The classic Aesop's fable, 'The Tortoise and The Hare' illustrates this timeless truth magnificently. Though the hare is fast and speedy compared to the lumbering tortoise, the tortoise wins the race. How? Slow and steady beats the tar out of fast and foolish. There was an article from Fortune magazine written not too long ago entitled, "What It Takes To Be Great" It was powerful then and remains so today in its study of some of the most successful human beings in the world. Following are several excerpts from this incredibly insightful article:
(Fortune Magazine) – What makes Tiger Woods great? What made Berkshire Hathaway Chairman Warren Buffett the world’s premier investor? We think we know: Each was a natural who came into the world with a gift for doing exactly what he ended up doing. As Buffet told Fortune not long ago, he was “wired at birth to allocate capital.” It’s a one-in-a-million thing. You’ve got it – or you don’t.
Well, folks, it’s not so simple. For one thing, you do not possess a natural gift for a certain job, because targeted natural gifts don’t exist. (Sorry, Warren.) You are not a born CEO or investor or chess grandmaster. You will achieve greatness only through an enormous amount of hard work over many years. And not just any hard work, but work of a particular type that’s demanding and painful.

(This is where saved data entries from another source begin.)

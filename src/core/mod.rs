//! Core module: events, the event bus, and the plugin contract

pub mod bus;
pub mod event;
pub mod plugin;

pub use bus::{
    handler, matches_pattern, scoped_handler, BusConfig, EventBus, EventHandler, HandlerBinding,
};
pub use event::{names, Event, EventBuilder, EventContext, Payload};
pub use plugin::{BasePlugin, Plugin, PluginInfo, PluginInstance, PluginMetadata, PluginState};
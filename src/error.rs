//! Error handling system

use thiserror::Error;

#[derive(Error, Debug)]
pub enum SynapseError {
    #[error("Plugin already registered: {0}")]
    DuplicateName(String),

    #[error("Plugin not found: {0}")]
    NotFound(String),

    #[error("Handler {handler} failed on {event}: {message}")]
    HandlerFailure {
        event: String,
        handler: String,
        message: String,
    },

    #[error("Plugin lifecycle failed: {0}")]
    LifecycleFailure(String),

    #[error("Invalid plugin state: {0}")]
    InvalidState(String),

    #[error("Event dispatch failed: {0}")]
    Dispatch(String),

    #[error("Configuration error: {0}")]
    Config(String),

    #[error("Operation timeout: {0}")]
    Timeout(String),

    #[error("{0}")]
    Other(String),

    #[error(transparent)]
    Internal(#[from] anyhow::Error),

    #[error("IO error: {0}")]
    IoError(String),
}

pub type Result<T> = std::result::Result<T, SynapseError>;

pub trait ContextExt<T> {
    fn with_plugin(self, plugin_name: &str) -> Result<T>;
    fn with_event(self, event_name: &str) -> Result<T>;
}

impl<T> ContextExt<T> for Result<T> {
    fn with_plugin(self, plugin_name: &str) -> Result<T> {
        self.map_err(|e| match e {
            SynapseError::LifecycleFailure(msg) => {
                SynapseError::LifecycleFailure(format!("{} [plugin: {}]", msg, plugin_name))
            }
            other => SynapseError::LifecycleFailure(format!("{} [plugin: {}]", other, plugin_name)),
        })
    }

    fn with_event(self, event_name: &str) -> Result<T> {
        self.map_err(|e| match e {
            SynapseError::Dispatch(msg) => {
                SynapseError::Dispatch(format!("{} [event: {}]", msg, event_name))
            }
            other => SynapseError::Dispatch(format!("{} [event: {}]", other, event_name)),
        })
    }
}

impl From<std::io::Error> for SynapseError {
    fn from(error: std::io::Error) -> Self {
        SynapseError::IoError(error.to_string())
    }
}

#[macro_export]
macro_rules! bail {
    ($msg:literal) => {
        return Err($crate::error::SynapseError::Other($msg.to_string()))
    };
    ($err:expr) => {
        return Err($crate::error::SynapseError::Other($err.to_string()))
    };
    ($fmt:expr, $($arg:tt)*) => {
        return Err($crate::error::SynapseError::Other(format!($fmt, $($arg)*)))
    };
}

In virtually every field of endeavor, most people learn quickly at first, then more slowly and then stop developing completely. Yet a few do improve for years and even decades, and go on to greatness.”
Oh, it gets better. If you are one of those seemingly overnight successes, I hate to burst your bubble but if you haven’t been busting your butt for at least 10 years…you may want to reconsider your definition of “great”. It continues as follows:
No substitute for hard work: The first major conclusion is that nobody is great without work. It’s nice to believe that if you find the field where you’re naturally gifted, you’ll be great from day one, but it doesn’t happen. There’s no evidence of high-level performance without experience or practice.
Reinforcing that no-free-lunch finding is vast evidence that even the most accomplished people need around ten years of hard work before becoming world-class, a pattern so well established researchers call it the ten-year rule.
What about Bobby Fischer, who became a chess grandmaster at 16? Turns out the rule holds: He’d had nine years of intensive study. And as John Horn of the University of Southern California and Hiromi Masunaga of California State University observe, “The ten-year rule represents a very rough estimate, and most researchers regard it as a minimum, not an average.” In many fields (music, literature) elite performers need 20 or 30 years’ experience before hitting their zenith.
If compared to your peers, colleagues, friends or family you have measurably achieved what's defined as success, and you haven't put in 10+ years of tireless effort; I would caution you to heed the findings of, “What It Takes To Be Great”. Time is not only the great equalizer; it is the only true measurement of lasting achievement. Don’t allow yourself to simply be a one-hit-wonder. Manifest your gifts over time and only then will you be recognized as the epitome of what your ambition has achieved but more importantly whom you've become in its pursuit.